### REQUIRED ACTION
Lines holding the string "TraceProject" are the ones to copy; find them all in the data.

Collected data:

● ● ● ●

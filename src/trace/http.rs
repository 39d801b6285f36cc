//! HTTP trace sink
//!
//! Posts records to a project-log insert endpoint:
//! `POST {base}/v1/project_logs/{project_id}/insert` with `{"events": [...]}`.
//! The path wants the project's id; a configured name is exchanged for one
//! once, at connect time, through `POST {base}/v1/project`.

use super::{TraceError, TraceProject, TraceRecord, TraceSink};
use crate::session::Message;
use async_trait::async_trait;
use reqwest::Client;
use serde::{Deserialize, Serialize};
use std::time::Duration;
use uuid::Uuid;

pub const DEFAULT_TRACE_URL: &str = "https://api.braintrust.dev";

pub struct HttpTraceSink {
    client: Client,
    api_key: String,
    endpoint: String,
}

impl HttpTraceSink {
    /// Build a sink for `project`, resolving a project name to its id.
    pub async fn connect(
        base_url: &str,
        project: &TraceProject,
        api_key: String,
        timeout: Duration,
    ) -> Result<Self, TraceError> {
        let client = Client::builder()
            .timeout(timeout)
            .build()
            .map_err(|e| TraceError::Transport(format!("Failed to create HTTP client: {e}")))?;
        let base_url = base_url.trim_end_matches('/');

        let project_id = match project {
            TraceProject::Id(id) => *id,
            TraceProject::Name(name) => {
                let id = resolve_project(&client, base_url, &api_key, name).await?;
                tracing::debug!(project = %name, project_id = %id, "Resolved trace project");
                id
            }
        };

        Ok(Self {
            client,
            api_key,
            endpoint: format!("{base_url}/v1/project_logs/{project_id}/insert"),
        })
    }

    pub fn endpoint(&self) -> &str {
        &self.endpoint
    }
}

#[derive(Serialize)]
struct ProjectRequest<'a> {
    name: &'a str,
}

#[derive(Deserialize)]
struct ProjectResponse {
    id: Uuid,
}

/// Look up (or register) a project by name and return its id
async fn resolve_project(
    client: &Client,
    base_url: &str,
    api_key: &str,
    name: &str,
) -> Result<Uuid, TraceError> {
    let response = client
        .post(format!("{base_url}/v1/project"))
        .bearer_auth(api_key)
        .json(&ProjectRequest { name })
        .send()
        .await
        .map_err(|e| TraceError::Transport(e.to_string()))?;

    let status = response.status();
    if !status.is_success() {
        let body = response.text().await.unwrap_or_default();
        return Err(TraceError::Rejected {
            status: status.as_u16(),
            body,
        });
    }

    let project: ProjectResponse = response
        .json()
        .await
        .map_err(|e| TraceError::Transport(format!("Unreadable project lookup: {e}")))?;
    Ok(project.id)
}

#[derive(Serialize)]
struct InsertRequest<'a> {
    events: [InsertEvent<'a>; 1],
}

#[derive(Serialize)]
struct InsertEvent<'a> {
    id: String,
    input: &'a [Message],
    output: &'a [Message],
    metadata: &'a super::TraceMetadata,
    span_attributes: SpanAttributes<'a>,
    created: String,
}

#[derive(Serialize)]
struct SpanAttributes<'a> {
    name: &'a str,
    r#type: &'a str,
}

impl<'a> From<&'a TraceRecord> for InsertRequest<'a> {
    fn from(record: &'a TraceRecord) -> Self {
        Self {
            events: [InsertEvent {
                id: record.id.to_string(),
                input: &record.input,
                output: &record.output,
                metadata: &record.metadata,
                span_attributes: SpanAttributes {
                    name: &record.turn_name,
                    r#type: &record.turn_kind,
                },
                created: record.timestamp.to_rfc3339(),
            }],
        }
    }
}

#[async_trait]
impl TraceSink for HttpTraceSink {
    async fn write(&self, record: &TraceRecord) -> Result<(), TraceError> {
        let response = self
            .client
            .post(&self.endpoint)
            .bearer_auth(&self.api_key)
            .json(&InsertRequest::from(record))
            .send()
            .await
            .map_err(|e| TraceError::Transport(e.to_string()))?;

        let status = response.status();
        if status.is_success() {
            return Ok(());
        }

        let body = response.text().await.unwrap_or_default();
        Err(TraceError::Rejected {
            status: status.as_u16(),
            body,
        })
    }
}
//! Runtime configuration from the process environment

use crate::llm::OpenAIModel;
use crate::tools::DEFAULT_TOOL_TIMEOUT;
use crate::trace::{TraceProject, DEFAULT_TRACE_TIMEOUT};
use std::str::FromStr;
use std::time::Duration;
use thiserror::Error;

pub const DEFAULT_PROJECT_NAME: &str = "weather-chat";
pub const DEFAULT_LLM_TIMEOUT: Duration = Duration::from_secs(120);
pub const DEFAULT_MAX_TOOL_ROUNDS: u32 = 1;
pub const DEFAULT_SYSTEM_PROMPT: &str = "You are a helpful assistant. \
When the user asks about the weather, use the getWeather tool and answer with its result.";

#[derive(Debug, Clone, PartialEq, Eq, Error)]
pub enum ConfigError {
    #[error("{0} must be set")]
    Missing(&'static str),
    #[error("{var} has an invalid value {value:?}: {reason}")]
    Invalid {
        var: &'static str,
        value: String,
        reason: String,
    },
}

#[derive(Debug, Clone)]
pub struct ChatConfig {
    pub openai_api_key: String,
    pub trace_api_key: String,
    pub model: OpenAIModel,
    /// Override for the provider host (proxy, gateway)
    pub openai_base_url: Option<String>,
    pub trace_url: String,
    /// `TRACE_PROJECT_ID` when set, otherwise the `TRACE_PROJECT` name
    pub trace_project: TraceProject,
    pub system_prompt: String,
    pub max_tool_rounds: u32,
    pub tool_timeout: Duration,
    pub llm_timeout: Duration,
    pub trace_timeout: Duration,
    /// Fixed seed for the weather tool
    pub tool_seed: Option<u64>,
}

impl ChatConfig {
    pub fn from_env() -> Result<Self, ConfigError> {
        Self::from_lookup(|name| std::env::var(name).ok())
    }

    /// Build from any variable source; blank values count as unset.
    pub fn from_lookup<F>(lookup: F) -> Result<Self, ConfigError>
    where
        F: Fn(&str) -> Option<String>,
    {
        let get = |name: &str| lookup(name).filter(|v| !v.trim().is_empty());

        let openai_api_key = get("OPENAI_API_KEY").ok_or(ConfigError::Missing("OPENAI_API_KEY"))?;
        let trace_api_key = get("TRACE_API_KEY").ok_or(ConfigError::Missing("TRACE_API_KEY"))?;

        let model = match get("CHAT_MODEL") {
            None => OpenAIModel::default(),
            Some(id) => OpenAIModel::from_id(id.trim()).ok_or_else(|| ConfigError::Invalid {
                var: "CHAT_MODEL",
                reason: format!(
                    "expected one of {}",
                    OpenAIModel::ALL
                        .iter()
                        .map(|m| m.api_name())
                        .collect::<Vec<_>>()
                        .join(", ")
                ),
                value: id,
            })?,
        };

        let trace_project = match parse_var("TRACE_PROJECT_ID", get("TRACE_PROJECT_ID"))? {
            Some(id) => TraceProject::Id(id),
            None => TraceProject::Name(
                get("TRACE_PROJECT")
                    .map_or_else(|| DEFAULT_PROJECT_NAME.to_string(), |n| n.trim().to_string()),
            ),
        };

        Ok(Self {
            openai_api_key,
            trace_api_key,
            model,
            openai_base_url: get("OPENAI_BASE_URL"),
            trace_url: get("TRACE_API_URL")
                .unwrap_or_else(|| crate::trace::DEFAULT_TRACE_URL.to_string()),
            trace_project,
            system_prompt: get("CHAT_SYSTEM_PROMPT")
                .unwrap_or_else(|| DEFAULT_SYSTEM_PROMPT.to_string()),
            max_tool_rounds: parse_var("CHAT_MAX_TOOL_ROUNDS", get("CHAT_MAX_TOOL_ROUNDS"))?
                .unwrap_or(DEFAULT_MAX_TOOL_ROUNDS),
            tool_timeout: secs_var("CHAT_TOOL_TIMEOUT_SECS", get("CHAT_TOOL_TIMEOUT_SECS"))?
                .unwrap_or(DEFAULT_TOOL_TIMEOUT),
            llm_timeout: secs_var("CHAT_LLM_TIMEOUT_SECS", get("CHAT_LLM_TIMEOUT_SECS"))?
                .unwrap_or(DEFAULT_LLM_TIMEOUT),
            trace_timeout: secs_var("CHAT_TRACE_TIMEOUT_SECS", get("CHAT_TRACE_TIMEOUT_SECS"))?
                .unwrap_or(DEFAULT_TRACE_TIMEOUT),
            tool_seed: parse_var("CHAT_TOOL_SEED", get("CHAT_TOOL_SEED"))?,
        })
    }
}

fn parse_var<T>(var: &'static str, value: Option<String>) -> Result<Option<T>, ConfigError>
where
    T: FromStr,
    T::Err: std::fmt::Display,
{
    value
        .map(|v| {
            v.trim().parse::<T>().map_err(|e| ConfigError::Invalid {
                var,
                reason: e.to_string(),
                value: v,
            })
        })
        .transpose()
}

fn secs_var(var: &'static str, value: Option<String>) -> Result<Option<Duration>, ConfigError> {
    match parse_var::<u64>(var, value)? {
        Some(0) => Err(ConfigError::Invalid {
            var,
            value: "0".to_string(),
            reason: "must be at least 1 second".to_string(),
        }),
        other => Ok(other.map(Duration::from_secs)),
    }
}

● ● ● ●

### OUTPUT FOR THIS TASK
use super::{TraceError, TraceProject, TraceRecord, TraceSink};
        project: &TraceProject,
            TraceProject::Id(id) => *id,
            TraceProject::Name(name) => {
use crate::trace::{TraceProject, DEFAULT_TRACE_TIMEOUT};
    pub trace_project: TraceProject,
            Some(id) => TraceProject::Id(id),
            None => TraceProject::Name(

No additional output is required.